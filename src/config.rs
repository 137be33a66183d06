//! Conversion settings.
//!
//! A [`ConversionConfig`] is assembled once (defaults, then an optional YAML
//! file, then command-line flags) and stays read-only for the whole run.

use std::{collections::BTreeMap, fs::File, io::BufReader, path::Path};

use serde::{Deserialize, Serialize};

use crate::{
    error::{ConvertError, Result},
    mangle::mangle,
    sniff::{SniffLimit, TypeOverride},
};

/// Columns combined into a synthesized primary key.
#[derive(Debug, Clone, PartialEq, Eq, Serialize, Deserialize)]
pub struct JoinKeys {
    pub columns: Vec<String>,
    pub name: String,
}

impl JoinKeys {
    /// Parses `a,b,c:key_name`.
    pub fn parse(spec: &str) -> Result<Self> {
        let (columns, name) = spec
            .split_once(':')
            .ok_or_else(|| ConvertError::Config(format!("join keys '{spec}' must look like a,b:name")))?;
        let columns = split_list(columns, ',');
        let name = name.trim().to_lowercase();
        if columns.is_empty() || name.is_empty() {
            return Err(ConvertError::Config(format!(
                "join keys '{spec}' need at least one column and a key name"
            )));
        }
        Ok(Self { columns, name })
    }
}

/// Columns holding dates written in `format` (a PostgreSQL `to_date` pattern).
#[derive(Debug, Clone, PartialEq, Eq, Serialize, Deserialize)]
pub struct DateSpec {
    pub format: String,
    pub columns: Vec<String>,
}

impl DateSpec {
    /// Parses `a,b:format`. The format keeps its case.
    pub fn parse(spec: &str) -> Result<Self> {
        let (columns, format) = spec
            .split_once(':')
            .ok_or_else(|| ConvertError::Config(format!("dates '{spec}' must look like a,b:format")))?;
        let columns = split_list(columns, ',');
        let format = format.trim().to_string();
        if columns.is_empty() || format.is_empty() {
            return Err(ConvertError::Config(format!(
                "dates '{spec}' need at least one column and a format"
            )));
        }
        Ok(Self { format, columns })
    }
}

/// Parses `name[,name]:type` into one override per column.
pub fn parse_datatype_spec(spec: &str) -> Result<Vec<(String, TypeOverride)>> {
    let (names, datatype) = spec
        .split_once(':')
        .ok_or_else(|| ConvertError::Config(format!("datatype '{spec}' must look like name:type")))?;
    let datatype: TypeOverride = datatype.parse()?;
    let names = split_list(names, ',');
    if names.is_empty() {
        return Err(ConvertError::Config(format!(
            "datatype '{spec}' names no columns"
        )));
    }
    Ok(names.into_iter().map(|name| (name, datatype)).collect())
}

/// Splits `a:b:c` style key lists, dropping blanks.
pub fn split_list(value: &str, separator: char) -> Vec<String> {
    value
        .split(separator)
        .map(|part| part.trim().to_lowercase())
        .filter(|part| !part.is_empty())
        .collect()
}

#[derive(Debug, Clone, Copy, PartialEq, Eq)]
pub enum ErrorPolicy {
    /// Stop the conversion at the first bad row.
    Abort,
    /// Log the bad row and leave it out of the payload.
    SkipRow,
}

#[derive(Debug, Clone, Serialize, Deserialize)]
#[serde(default, deny_unknown_fields)]
pub struct ConversionConfig {
    pub table: String,
    pub schema: Option<String>,
    pub role: Option<String>,
    pub primary_key: Vec<String>,
    pub unique_key: Vec<String>,
    pub join_keys: Option<JoinKeys>,
    pub datatypes: BTreeMap<String, TypeOverride>,
    pub dates: Vec<DateSpec>,
    pub sniff_limit: SniffLimit,
    pub delimiter: char,
    pub cascade: bool,
    /// Columns accept NULL; when false every column is `NOT NULL`.
    pub default_to_null: bool,
    pub quiet: bool,
    pub force_utf8: bool,
    pub create_table: bool,
    pub truncate_table: bool,
    pub load_data: bool,
    pub analyze_table: bool,
    pub strip_prefix: bool,
    pub merge: bool,
    pub dump: bool,
    pub database_name: Option<String>,
    pub primary_key_first: bool,
    pub serial: Option<String>,
    pub timestamp: Option<String>,
    pub track_modified_time: bool,
    pub exit_on_error: bool,
}

impl Default for ConversionConfig {
    fn default() -> Self {
        Self {
            table: String::new(),
            schema: None,
            role: None,
            primary_key: Vec::new(),
            unique_key: Vec::new(),
            join_keys: None,
            datatypes: BTreeMap::new(),
            dates: Vec::new(),
            sniff_limit: SniffLimit::default(),
            delimiter: ',',
            cascade: false,
            default_to_null: true,
            quiet: true,
            force_utf8: false,
            create_table: true,
            truncate_table: false,
            load_data: true,
            analyze_table: true,
            strip_prefix: true,
            merge: false,
            dump: false,
            database_name: None,
            primary_key_first: false,
            serial: None,
            timestamp: None,
            track_modified_time: false,
            exit_on_error: false,
        }
    }
}

impl ConversionConfig {
    pub fn new(table: impl Into<String>) -> Self {
        Self {
            table: table.into(),
            ..Self::default()
        }
    }

    pub fn load(path: &Path) -> Result<Self> {
        let file = File::open(path)?;
        serde_yaml::from_reader(BufReader::new(file)).map_err(|err| {
            ConvertError::Config(format!("Parsing configuration {path:?}: {err}"))
        })
    }

    /// Insert-only mode: no table creation, truncation, or sniffing.
    pub fn append_only(&mut self) {
        self.create_table = false;
        self.truncate_table = false;
        self.load_data = true;
        self.sniff_limit = SniffLimit::Skip;
    }

    /// Merge and dump runs load into `temp_<table>` instead of the table.
    pub fn uses_staging(&self) -> bool {
        self.merge || self.dump
    }

    pub fn error_policy(&self) -> ErrorPolicy {
        if self.exit_on_error {
            ErrorPolicy::Abort
        } else {
            ErrorPolicy::SkipRow
        }
    }

    pub fn delimiter_byte(&self) -> Result<u8> {
        if self.delimiter.is_ascii() {
            Ok(self.delimiter as u8)
        } else {
            Err(ConvertError::Config(format!(
                "delimiter {:?} must be a single ASCII character",
                self.delimiter
            )))
        }
    }

    /// Overrides re-keyed by mangled column name.
    pub fn resolved_overrides(&self) -> Result<BTreeMap<String, TypeOverride>> {
        self.datatypes
            .iter()
            .map(|(name, datatype)| Ok((mangle(name)?, *datatype)))
            .collect()
    }

    /// Reconciliation key for a merge: the first primary-key column, else
    /// the synthesized join key.
    pub fn merge_key(&self) -> Option<&str> {
        self.primary_key
            .first()
            .map(String::as_str)
            .or_else(|| self.join_keys.as_ref().map(|keys| keys.name.as_str()))
    }

    pub fn validate(&self) -> Result<()> {
        if self.table.trim().is_empty() {
            return Err(ConvertError::Config("a target table name is required".into()));
        }
        self.delimiter_byte()?;
        self.resolved_overrides()?;
        Ok(())
    }
}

TASK REQUIREMENTS
Look back at the records above. Repeat all of them exactly.

ANSWER AREA
filename src/config.rs
repository 137be33a66183d06
//! Conversion settings.
//!
//! A [`ConversionConfig`] is assembled once (defaults, then an optional YAML
//! file, then command-line flags) and stays read-only for the whole run.

use std::{collections::BTreeMap, fs::File, io::BufReader, path::Path};

use serde::{Deserialize, Serialize};

use crate::{
    error::{ConvertError, Result},
    mangle::mangle,
    sniff::{SniffLimit, TypeOverride},
};

/// Columns combined into a synthesized primary key.
#[derive(Debug, Clone, PartialEq, Eq, Serialize, Deserialize)]
pub struct JoinKeys {
    pub columns: Vec<String>,
    pub name: String,
}

impl JoinKeys {
    /// Parses `a,b,c:key_name`.
    pub fn parse(spec: &str) -> Result<Self> {
        let (columns, name) = spec
            .split_once(':')
            .ok_or_else(|| ConvertError::Config(format!("join keys '{spec}' must look like a,b:name")))?;
        let columns = split_list(columns, ',');
        let name = name.trim().to_lowercase();
        if columns.is_empty() || name.is_empty() {
            return Err(ConvertError::Config(format!(
                "join keys '{spec}' need at least one column and a key name"
            )));
        }
        Ok(Self { columns, name })
    }
}

/// Columns holding dates written in `format` (a PostgreSQL `to_date` pattern).
#[derive(Debug, Clone, PartialEq, Eq, Serialize, Deserialize)]
pub struct DateSpec {
    pub format: String,
    pub columns: Vec<String>,
}

impl DateSpec {
    /// Parses `a,b:format`. The format keeps its case.
    pub fn parse(spec: &str) -> Result<Self> {
        let (columns, format) = spec
            .split_once(':')
            .ok_or_else(|| ConvertError::Config(format!("dates '{spec}' must look like a,b:format")))?;
        let columns = split_list(columns, ',');
        let format = format.trim().to_string();
        if columns.is_empty() || format.is_empty() {
            return Err(ConvertError::Config(format!(
                "dates '{spec}' need at least one column and a format"
            )));
        }
        Ok(Self { format, columns })
    }
}

/// Parses `name[,name]:type` into one override per column.
pub fn parse_datatype_spec(spec: &str) -> Result<Vec<(String, TypeOverride)>> {
    let (names, datatype) = spec
        .split_once(':')
        .ok_or_else(|| ConvertError::Config(format!("datatype '{spec}' must look like name:type")))?;
    let datatype: TypeOverride = datatype.parse()?;
    let names = split_list(names, ',');
    if names.is_empty() {
        return Err(ConvertError::Config(format!(
            "datatype '{spec}' names no columns"
        )));
    }
    Ok(names.into_iter().map(|name| (name, datatype)).collect())
}

/// Splits `a:b:c` style key lists, dropping blanks.
pub fn split_list(value: &str, separator: char) -> Vec<String> {
    value
        .split(separator)
        .map(|part| part.trim().to_lowercase())
        .filter(|part| !part.is_empty())
        .collect()
}

#[derive(Debug, Clone, Copy, PartialEq, Eq)]
pub enum ErrorPolicy {
    /// Stop the conversion at the first bad row.
    Abort,
    /// Log the bad row and leave it out of the payload.
    SkipRow,
}

#[derive(Debug, Clone, Serialize, Deserialize)]
#[serde(default, deny_unknown_fields)]
pub struct ConversionConfig {
    pub table: String,
    pub schema: Option<String>,
    pub role: Option<String>,
    pub primary_key: Vec<String>,
    pub unique_key: Vec<String>,
    pub join_keys: Option<JoinKeys>,
    pub datatypes: BTreeMap<String, TypeOverride>,
    pub dates: Vec<DateSpec>,
    pub sniff_limit: SniffLimit,
    pub delimiter: char,
    pub cascade: bool,
    /// Columns accept NULL; when false every column is `NOT NULL`.
    pub default_to_null: bool,
    pub quiet: bool,
    pub force_utf8: bool,
    pub create_table: bool,
    pub truncate_table: bool,
    pub load_data: bool,
    pub analyze_table: bool,
    pub strip_prefix: bool,
    pub merge: bool,
    pub dump: bool,
    pub database_name: Option<String>,
    pub primary_key_first: bool,
    pub serial: Option<String>,
    pub timestamp: Option<String>,
    pub track_modified_time: bool,
    pub exit_on_error: bool,
}

impl Default for ConversionConfig {
    fn default() -> Self {
        Self {
            table: String::new(),
            schema: None,
            role: None,
            primary_key: Vec::new(),
            unique_key: Vec::new(),
            join_keys: None,
            datatypes: BTreeMap::new(),
            dates: Vec::new(),
            sniff_limit: SniffLimit::default(),
            delimiter: ',',
            cascade: false,
            default_to_null: true,
            quiet: true,
            force_utf8: false,
            create_table: true,
            truncate_table: false,
            load_data: true,
            analyze_table: true,
            strip_prefix: true,
            merge: false,
            dump: false,
            database_name: None,
            primary_key_first: false,
            serial: None,
            timestamp: None,
            track_modified_time: false,
            exit_on_error: false,
        }
    }
}

impl ConversionConfig {
    pub fn new(table: impl Into<String>) -> Self {
        Self {
            table: table.into(),
            ..Self::default()
        }
    }

    pub fn load(path: &Path) -> Result<Self> {
        let file = File::open(path)?;
        serde_yaml::from_reader(BufReader::new(file)).map_err(|err| {
            ConvertError::Config(format!("Parsing configuration {path:?}: {err}"))
        })
    }

    /// Insert-only mode: no table creation, truncation, or sniffing.
    pub fn append_only(&mut self) {
        self.create_table = false;
        self.truncate_table = false;
        self.load_data = true;
        self.sniff_limit = SniffLimit::Skip;
    }

    /// Merge and dump runs load into `temp_<table>` instead of the table.
    pub fn uses_staging(&self) -> bool {
        self.merge || self.dump
    }

    pub fn error_policy(&self) -> ErrorPolicy {
        if self.exit_on_error {
            ErrorPolicy::Abort
        } else {
            ErrorPolicy::SkipRow
        }
    }

    pub fn delimiter_byte(&self) -> Result<u8> {
        if self.delimiter.is_ascii() {
            Ok(self.delimiter as u8)
        } else {
            Err(ConvertError::Config(format!(
                "delimiter {:?} must be a single ASCII character",
                self.delimiter
            )))
        }
    }

    /// Overrides re-keyed by mangled column name.
    pub fn resolved_overrides(&self) -> Result<BTreeMap<String, TypeOverride>> {
        self.datatypes
            .iter()
            .map(|(name, datatype)| Ok((mangle(name)?, *datatype)))
            .collect()
    }

    /// Reconciliation key for a merge: the first primary-key column, else
    /// the synthesized join key.
    pub fn merge_key(&self) -> Option<&str> {
        self.primary_key
            .first()
            .map(String::as_str)
            .or_else(|| self.join_keys.as_ref().map(|keys| keys.name.as_str()))
    }

    pub fn validate(&self) -> Result<()> {
        if self.table.trim().is_empty() {
            return Err(ConvertError::Config("a target table name is required".into()));
        }
        self.delimiter_byte()?;
        self.resolved_overrides()?;
        Ok(())
    }
}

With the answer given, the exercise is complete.